For Rachel, it was a chance to return to the halls where she earned her own education, communing with the new crop of students to share the education that life, time and growth have given her since she capped and gowned her way out into the real world.
For me, it was a chance to show up early and spelunk Chicago’s Hogwarts.
The William Rainey Harper Memorial Library was dedicated in 1912, named after the U of C’s first president and designed by the architects who created the Art Institute of Chicago. The Gothic design, twisting stairwells and general “Indiana Jones should teach here” of it were based on King’s College Chapel at Cambridge and on Magdalen College and Christ Church College at Oxford.
It was meant as an academic castle, a bit of Oxford and Cambridge on Chicago’s South Side.
Although it had the tops of book-getting technology at the time — telephones and pneumatic tubes — the library eventually was turned into a place for classrooms, offices and study. In 1970, the university transferred nearly two million books from the Harper and 11 departmental libraries into the then-new Regenstein Library, which apparently according to Rachel has ~robot arms~.
And god, it’s beautiful.
I got lost among the halls’ gray stone and students’ gray MacBook Pros repeatedly, earning some odd looks as I passed the same chatting couple as I variously headed north, south, up, down then somehow left-west. I caught myself wondering if I had gone through the same five-foot-high hidden hallway between towers before. I had to go out of the building, then in, then out again to look up and confirm that, yes, there was actually a great hall at the top even if the elevator didn’t seem to want to take me there.

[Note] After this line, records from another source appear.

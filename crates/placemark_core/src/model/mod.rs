//! Domain model for saved places.
//!
//! # Responsibility
//! - Define the canonical location record and its identity semantics.
//!
//! # Invariants
//! - Every location is identified by a stable `LocationId`.
//! - Record equality is identity equality, never content equality.

pub mod location;
//! FFI use-case API for the mobile UI.
//!
//! # Responsibility
//! - Expose stable, use-case-level functions to Dart via FRB.
//! - Host the one process-wide store instance the UI talks to; the core
//!   itself stays explicitly constructed and test-friendly.
//!
//! # Invariants
//! - Exported functions must not panic across the FFI boundary.
//! - Store mutations commit in memory first, then trigger a persistence
//!   attempt whose failure is logged, never thrown.

use log::error;
use placemark_core::{
    core_version as core_version_inner, init_logging as init_logging_inner, ping as ping_inner,
    Coordinate, EditSession, Location, LocationStore, NearbyItem, NearbySearch, PromptOutcome,
    WikipediaClient,
};
use std::path::PathBuf;
use std::sync::{Mutex, OnceLock};
use uuid::Uuid;

static STORE: OnceLock<Mutex<LocationStore>> = OnceLock::new();

/// Minimal health-check API for FRB smoke integration.
///
/// # FFI contract
/// - Sync call, non-blocking.
/// - Never throws; always returns a UTF-8 string.
#[flutter_rust_bridge::frb(sync)]
pub fn ping() -> String {
    ping_inner().to_owned()
}

/// Expose core crate version through FFI.
#[flutter_rust_bridge::frb(sync)]
pub fn core_version() -> String {
    core_version_inner().to_owned()
}

/// Initializes Rust core logging once per process.
///
/// # FFI contract
/// - Safe to call repeatedly with the same `level + log_dir` (idempotent).
/// - Never panics; returns empty string on success and error message on
///   failure.
#[flutter_rust_bridge::frb(sync)]
pub fn init_logging(level: String, log_dir: String) -> String {
    match init_logging_inner(level.as_str(), log_dir.as_str()) {
        Ok(()) => String::new(),
        Err(err) => err,
    }
}

/// Opens the process-wide store at `store_path`, loading persisted places.
///
/// Missing or corrupt files start the collection empty by design. Repeat
/// calls with the same path are idempotent; switching paths is rejected.
///
/// # FFI contract
/// - Never panics; returns empty string on success and error message on
///   failure.
#[flutter_rust_bridge::frb(sync)]
pub fn open_store(store_path: String) -> String {
    let requested = PathBuf::from(&store_path);
    let store = STORE.get_or_init(|| Mutex::new(LocationStore::open(&requested)));

    let guard = match store.lock() {
        Ok(guard) => guard,
        Err(_) => return "store lock poisoned".to_string(),
    };
    if guard.path() != requested.as_path() {
        return format!(
            "store already opened at `{}`; refusing to switch to `{}`",
            guard.path().display(),
            requested.display()
        );
    }
    String::new()
}

/// Records the outcome of the platform device-auth prompt.
///
/// Returns the unlock flag after the attempt; denial leaves it false so the
/// user stays on the locked screen and may retry.
#[flutter_rust_bridge::frb(sync)]
pub fn unlock_places(prompt_granted: bool) -> bool {
    with_store(|store| store.authenticate(&PromptOutcome(prompt_granted))).unwrap_or(false)
}

/// Current unlock flag.
#[flutter_rust_bridge::frb(sync)]
pub fn is_unlocked() -> bool {
    with_store(|store| store.is_unlocked()).unwrap_or(false)
}

/// Location record mirrored to Dart.
#[derive(Debug, Clone, PartialEq)]
pub struct LocationDto {
    /// Stable id in string form.
    pub id: String,
    pub name: String,
    pub description: String,
    pub latitude: f64,
    pub longitude: f64,
}

impl From<&Location> for LocationDto {
    fn from(location: &Location) -> Self {
        Self {
            id: location.id.to_string(),
            name: location.name.clone(),
            description: location.description.clone(),
            latitude: location.latitude,
            longitude: location.longitude,
        }
    }
}

/// Ordered collection snapshot, oldest first.
#[flutter_rust_bridge::frb(sync)]
pub fn list_locations() -> Vec<LocationDto> {
    with_store(|store| store.locations().iter().map(LocationDto::from).collect())
        .unwrap_or_default()
}

/// Adds a place at the tapped coordinate and persists the collection.
///
/// Returns the new record, or `None` when the store has not been opened.
#[flutter_rust_bridge::frb(sync)]
pub fn add_location(latitude: f64, longitude: f64) -> Option<LocationDto> {
    with_store(|store| {
        let added = store.add_location(Coordinate::new(latitude, longitude));
        persist_best_effort(store);
        LocationDto::from(&added)
    })
    .ok()
}

/// Commits an edit session: replaces the record (fresh id, edited text,
/// original coordinates) and persists.
///
/// # FFI contract
/// - Never panics; returns empty string on success and error message on
///   failure. A stale `original_id` reports "not found".
#[flutter_rust_bridge::frb(sync)]
pub fn commit_location_edit(original_id: String, name: String, description: String) -> String {
    let id = match Uuid::parse_str(&original_id) {
        Ok(id) => id,
        Err(err) => return format!("invalid location id `{original_id}`: {err}"),
    };

    let outcome = with_store(|store| {
        let Some(original) = store.location(id).cloned() else {
            return format!("location `{original_id}` not found");
        };

        let mut committed: Option<Location> = None;
        let mut session = EditSession::new(
            original.clone(),
            |location| committed = Some(location),
            |_| {},
        );
        session.name = name;
        session.description = description;
        session.save();

        if let Some(replacement) = committed {
            store.modify_location(&original, replacement);
            persist_best_effort(store);
        }
        String::new()
    });

    outcome.unwrap_or_else(|err| err)
}

/// Deletes a place through the session's delete path and persists.
#[flutter_rust_bridge::frb(sync)]
pub fn delete_location(location_id: String) -> String {
    let id = match Uuid::parse_str(&location_id) {
        Ok(id) => id,
        Err(err) => return format!("invalid location id `{location_id}`: {err}"),
    };

    let outcome = with_store(|store| {
        let Some(original) = store.location(id).cloned() else {
            return format!("location `{location_id}` not found");
        };

        let mut deleted: Option<Location> = None;
        let session = EditSession::new(original, |_| {}, |location| deleted = Some(location));
        session.delete();

        if let Some(target) = deleted {
            store.delete_location(&target);
            persist_best_effort(store);
        }
        String::new()
    });

    outcome.unwrap_or_else(|err| err)
}

/// Persists the current collection on demand.
#[flutter_rust_bridge::frb(sync)]
pub fn save_places() -> String {
    match with_store(|store| store.save()) {
        Ok(Ok(())) => String::new(),
        Ok(Err(err)) => err.to_string(),
        Err(err) => err,
    }
}

/// Nearby encyclopedia entry mirrored to Dart.
#[derive(Debug, Clone, PartialEq)]
pub struct NearbyPageDto {
    pub page_id: u64,
    pub title: String,
    pub description: String,
}

impl From<NearbyItem> for NearbyPageDto {
    fn from(item: NearbyItem) -> Self {
        Self {
            page_id: item.page_id,
            title: item.title,
            description: item.description,
        }
    }
}

/// Nearby lookup outcome for the detail sheet.
///
/// `state` is `loaded` or `failed`; the Dart side renders Loading while the
/// call is in flight and a generic retry-later message on `failed`.
#[derive(Debug, Clone, PartialEq)]
pub struct NearbyLookupDto {
    pub state: String,
    pub pages: Vec<NearbyPageDto>,
}

/// One-shot Wikipedia geosearch around a place's coordinates.
///
/// # FFI contract
/// - Async; cancellation drops the in-flight request.
/// - Never throws; failures come back as `state = "failed"` with no pages.
pub async fn fetch_nearby(latitude: f64, longitude: f64) -> NearbyLookupDto {
    let client = WikipediaClient::new();
    match client
        .search_nearby(Coordinate::new(latitude, longitude))
        .await
    {
        Ok(items) => NearbyLookupDto {
            state: "loaded".to_string(),
            pages: items.into_iter().map(NearbyPageDto::from).collect(),
        },
        Err(err) => {
            error!("event=nearby_search module=ffi status=failed error={err}");
            NearbyLookupDto {
                state: "failed".to_string(),
                pages: Vec::new(),
            }
        }
    }
}

fn with_store<T>(f: impl FnOnce(&mut LocationStore) -> T) -> Result<T, String> {
    let store = STORE
        .get()
        .ok_or_else(|| "store not opened; call open_store first".to_string())?;
    let mut guard = store
        .lock()
        .map_err(|_| "store lock poisoned".to_string())?;
    Ok(f(&mut guard))
}

fn persist_best_effort(store: &LocationStore) {
    // Save failures stay non-fatal at this boundary; the store already
    // logged the cause and memory state remains authoritative.
    let _ = store.save();
}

It was academia, of course, with all the trappings that entails. There were gabbing, flirting students and dour-eyed, frustrated professors. When I finally found my way to the massive great hall, I found the usual mixture of laptops, panic, whispered jokes and public naps any college common area will bring.
Among the offices, there were snarky signs on doors and occasional pots of coffee brewing inside. One locked door hidden around a gray stone corner by a restroom where the M had been painted in now-chipping curlicue housed a professor who had apparently been there so long, the sign listing his hours had been made on a typewriter.
Tenure must be nice.
Eventually, it was time for class. Rachel showed up and we hung out with Professor Durica’s students for an hour. Nice folks. Good questions. Time was up and we left. That was it.
I headed north to catch the bus, cutting through the campus and running into two of the students from the class. One was a computer science major who wanted to talk about the possibilities of integrating GPS technology and mobile apps into literature.
As we chatted about startups and digital platforms, I cast an eye back at the academic castle, stunned and humbled that all these things can exist in the same world.